Clearly there is much more work to do to understand tDCS and cognitive training. To create more consistency in the literature, researchers will need to investigate optimal parameters (such as time length and current intensity) for tDCS as a form of cognitive and therapeutic enhancement. A next step is to understand the underlying neural mechanisms of tDCS and cognitive training, which will require a multidisciplinary approach using neuroimaging techniques such as fMRI. This would then make it possible for researchers to visualise (1) activation of brain regions due to tDCS, (2) activation due to tDCS and a cognitive task, and even (3) changes in activation specifically due to combined tDCS and cognitive training over cognitive training alone.
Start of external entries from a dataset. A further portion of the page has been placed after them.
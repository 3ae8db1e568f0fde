//! Session and realtime core for the Deskline dashboard.
//!
//! This crate owns the credential lifecycle of a dashboard client: it stores
//! the token pair, refreshes it on demand, keeps one realtime connection
//! bound to the signed-in user, and publishes the session state.
//!
//! # Example
//!
//! ```no_run
//! use deskline_client::{DesklineClient, Result, events};
//!
//! # async fn example() -> Result<()> {
//! let client = DesklineClient::builder()
//!     .base_url("http://localhost:3000")
//!     .build()?;
//!
//! let session = client.login("a@b.com", "secret").await?;
//! println!("signed in as {:?}", session.subject());
//!
//! // Handlers stay registered across reconnects until the disposer drops.
//! let _notifications = client.realtime().subscribe(events::NOTIFICATION, |data| {
//!     println!("notification: {}", data);
//! });
//!
//! // Expired credentials are refreshed transparently.
//! let leads: serde_json::Value = client.gateway().get("leads").await?;
//! println!("{}", leads);
//!
//! client.logout().await;
//! # Ok(())
//! # }
//! ```
//!
//! # Components
//!
//! - **Token store**: [`TokenStore`], with file and in-memory backends
//! - **Gateway**: [`Gateway`], bearer attachment and single-flight refresh
//! - **Session**: [`SessionManager`], the only writer of session state
//! - **Realtime**: [`RealtimeManager`], at most one live socket

pub mod api;
pub mod client;
pub mod credential;
pub mod error;
pub mod gateway;
pub mod realtime;
pub mod session;
pub mod token_store;
pub mod types;

pub use api::AuthApi;
pub use client::{ClientBuilder, DesklineClient};
pub use credential::{Claims, Credential, TokenPair};
pub use error::{Error, FORBIDDEN_MESSAGE, NOT_FOUND_MESSAGE, Result, UNAUTHORIZED_MESSAGE};
pub use gateway::{CredentialListener, Gateway, GatewayBuilder, PendingRequest};
pub use realtime::{
    ConnectionHandle, ConnectionStatus, Frame, RealtimeManager, Subscription, events,
};
pub use session::{Session, SessionManager, SessionState, SessionUser};
pub use token_store::{
    FileTokenStore, MemoryTokenStore, SharedTokenStore, TokenStore, file_token_store,
    memory_token_store,
};
pub use types::*;

// Re-exported so callers can name request methods without a direct reqwest
// dependency.
pub use reqwest::Method;
//! Request command - send an authenticated API request.

use anyhow::{Context as _, Result};
use clap::Args;
use deskline_client::Method;
use serde_json::Value;

use super::{Context, require_session};

/// Arguments for the request command.
#[derive(Args, Debug)]
pub struct RequestArgs {
    /// HTTP method (GET, POST, PUT, PATCH, DELETE)
    #[arg(value_parser = parse_method)]
    pub method: Method,

    /// API path, relative to the server URL (e.g. leads/42)
    pub path: String,

    /// JSON request body
    #[arg(short, long)]
    pub data: Option<String>,
}

fn parse_method(s: &str) -> std::result::Result<Method, String> {
    Method::from_bytes(s.to_ascii_uppercase().as_bytes())
        .map_err(|_| format!("invalid HTTP method '{}'", s))
}

/// Run the request command.
pub async fn run(args: RequestArgs, ctx: &Context) -> Result<()> {
    let body: Option<Value> = args
        .data
        .as_deref()
        .map(serde_json::from_str::<Value>)
        .transpose()
        .context("--data is not valid JSON")?;

    let (client, session) = ctx.restored().await?;
    client.realtime().disconnect();
    require_session(&session)?;

    tracing::debug!(method = %args.method, path = %args.path, "sending request");
    let response: Value = client
        .request(args.method, &args.path, body.as_ref())
        .await?;

    if ctx.json_output {
        println!("{}", serde_json::to_string(&response)?);
    } else if !response.is_null() {
        println!("{}", serde_json::to_string_pretty(&response)?);
    }
    Ok(())
}
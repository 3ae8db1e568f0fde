//! Configuration error types.

/// Result type alias for config operations.
pub type Result<T> = std::result::Result<T, ConfigError>;

/// Errors that can occur during configuration loading.
#[derive(Debug, thiserror::Error)]
pub enum ConfigError {
    /// Failed to read a config file.
    #[error("failed to read config file '{path}': {source}")]
    ReadFile {
        path: String,
        source: std::io::Error,
    },

    /// Failed to write a config file.
    #[error("failed to write config file '{path}': {source}")]
    WriteFile {
        path: String,
        source: std::io::Error,
    },

    /// Failed to parse TOML.
    #[error("failed to parse config: {0}")]
    Parse(#[from] toml::de::Error),

    /// Failed to serialize config.
    #[error("failed to serialize config: {0}")]
    Serialize(#[from] toml::ser::Error),

    /// A configured URL could not be parsed or has the wrong scheme.
    #[error("invalid URL for '{field}': {reason}")]
    InvalidUrl { field: String, reason: String },

    /// No platform config directory could be determined.
    #[error("could not determine a config directory; set DESKLINE_CONFIG_DIR")]
    NoConfigDir,
}
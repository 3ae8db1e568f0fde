//! Configuration for Deskline clients.
//!
//! Provides TOML-based configuration with:
//! - Backend API and realtime endpoints
//! - Token file location
//! - HTTP timeout and realtime backoff settings
//! - XDG discovery with `DESKLINE_CONFIG_DIR` / `DESKLINE_SERVER_URL` overrides

pub mod discovery;
pub mod error;
pub mod types;

pub use discovery::{
    load_config, load_config_file, save_config, xdg_config_dir, xdg_config_path, LoadedConfig,
    SERVER_URL_ENV,
};
pub use error::{ConfigError, Result};
pub use types::*;
//! Realtime connection manager.
//!
//! [`RealtimeManager`] owns at most one live socket. It is built once at
//! application start and shared by `Arc`; feature modules subscribe to
//! events through it and never touch the socket directly.
//!
//! ```no_run
//! use std::sync::Arc;
//! use deskline_client::realtime::{events, RealtimeManager};
//!
//! # fn example(credential: &deskline_client::Credential) -> deskline_client::Result<()> {
//! let realtime = Arc::new(RealtimeManager::new("ws://localhost:3000/ws")?);
//! let _notifications = realtime.subscribe(events::NOTIFICATION, |data| {
//!     println!("notification: {}", data);
//! });
//! realtime.connect(credential);
//! # Ok(())
//! # }
//! ```

mod protocol;
mod transport;

use std::collections::HashMap;
use std::sync::atomic::{AtomicU64, Ordering};
use std::sync::{Arc, Weak};
use std::time::Duration;

use parking_lot::{Mutex, RwLock};
use serde::de::DeserializeOwned;
use serde_json::Value;
use tokio::sync::{mpsc, watch};
use tokio::task::JoinHandle;
use url::Url;

use crate::credential::Credential;
use crate::error::{Error, Result};
use transport::{Command, Transport};

pub use protocol::{events, ConnectionStatus, Frame};

/// Default cap for the transport's reconnect backoff.
const DEFAULT_MAX_BACKOFF: Duration = Duration::from_secs(30);

// ─────────────────────────────────────────────────────────────────────────────
// Handler registry
// ─────────────────────────────────────────────────────────────────────────────

type Handler = Arc<dyn Fn(&Value) + Send + Sync>;

/// Event handlers, keyed by event name. Lives as long as the manager, so
/// subscriptions survive reconnects.
#[derive(Default)]
pub(crate) struct HandlerRegistry {
    next_id: AtomicU64,
    handlers: RwLock<HashMap<String, Vec<(u64, Handler)>>>,
}

impl HandlerRegistry {
    fn add(&self, event: &str, handler: Handler) -> u64 {
        let id = self.next_id.fetch_add(1, Ordering::Relaxed);
        self.handlers
            .write()
            .entry(event.to_string())
            .or_default()
            .push((id, handler));
        id
    }

    fn remove(&self, event: &str, id: u64) {
        let mut handlers = self.handlers.write();
        if let Some(list) = handlers.get_mut(event) {
            list.retain(|(handler_id, _)| *handler_id != id);
            if list.is_empty() {
                handlers.remove(event);
            }
        }
    }

    fn count(&self, event: &str) -> usize {
        self.handlers.read().get(event).map_or(0, Vec::len)
    }

    /// Call every handler for `event`, outside the registry lock.
    pub(crate) fn dispatch(&self, event: &str, data: &Value) {
        let handlers: Vec<Handler> = match self.handlers.read().get(event) {
            Some(list) => list.iter().map(|(_, h)| Arc::clone(h)).collect(),
            None => return,
        };
        for handler in handlers {
            handler(data);
        }
    }
}

/// Disposer for an event subscription.
///
/// The handler stays registered until this value is dropped or
/// [`dispose`](Self::dispose) is called.
#[must_use = "dropping a Subscription unsubscribes immediately"]
pub struct Subscription {
    registry: Weak<HandlerRegistry>,
    event: String,
    id: u64,
}

impl Subscription {
    /// Event this subscription listens to.
    pub fn event(&self) -> &str {
        &self.event
    }

    /// Unsubscribe.
    pub fn dispose(self) {}
}

impl Drop for Subscription {
    fn drop(&mut self) {
        if let Some(registry) = self.registry.upgrade() {
            registry.remove(&self.event, self.id);
        }
    }
}

impl std::fmt::Debug for Subscription {
    fn fmt(&self, f: &mut std::fmt::Formatter<'_>) -> std::fmt::Result {
        f.debug_struct("Subscription")
            .field("event", &self.event)
            .field("id", &self.id)
            .finish()
    }
}

// ─────────────────────────────────────────────────────────────────────────────
// Connection
// ─────────────────────────────────────────────────────────────────────────────

/// The live connection owned by the manager.
struct Connection {
    id: u64,
    subject: String,
    auth: watch::Sender<String>,
    commands: mpsc::UnboundedSender<Command>,
    status: watch::Receiver<ConnectionStatus>,
    task: JoinHandle<()>,
}

impl Connection {
    fn handle(&self) -> ConnectionHandle {
        ConnectionHandle {
            id: self.id,
            subject: self.subject.clone(),
            auth: self.auth.subscribe(),
            commands: self.commands.clone(),
            status: self.status.clone(),
        }
    }

    fn is_alive(&self) -> bool {
        !self.task.is_finished() && !self.commands.is_closed()
    }
}

/// Cheap, cloneable view of the live connection.
#[derive(Debug, Clone)]
pub struct ConnectionHandle {
    id: u64,
    subject: String,
    auth: watch::Receiver<String>,
    commands: mpsc::UnboundedSender<Command>,
    status: watch::Receiver<ConnectionStatus>,
}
I am cautiously optimistic about the promise of tDCS; cognitive training paired with tDCS specifically could lead to improvements in attention and memory for people of all ages and make some huge changes in society. Maybe we could help to stave off cognitive decline in older adults or enhance cognitive skills, such as focus, in people such as airline pilots or soldiers, who need it the most. Still, I am happy to report that we have at least moved on from torpedo fish.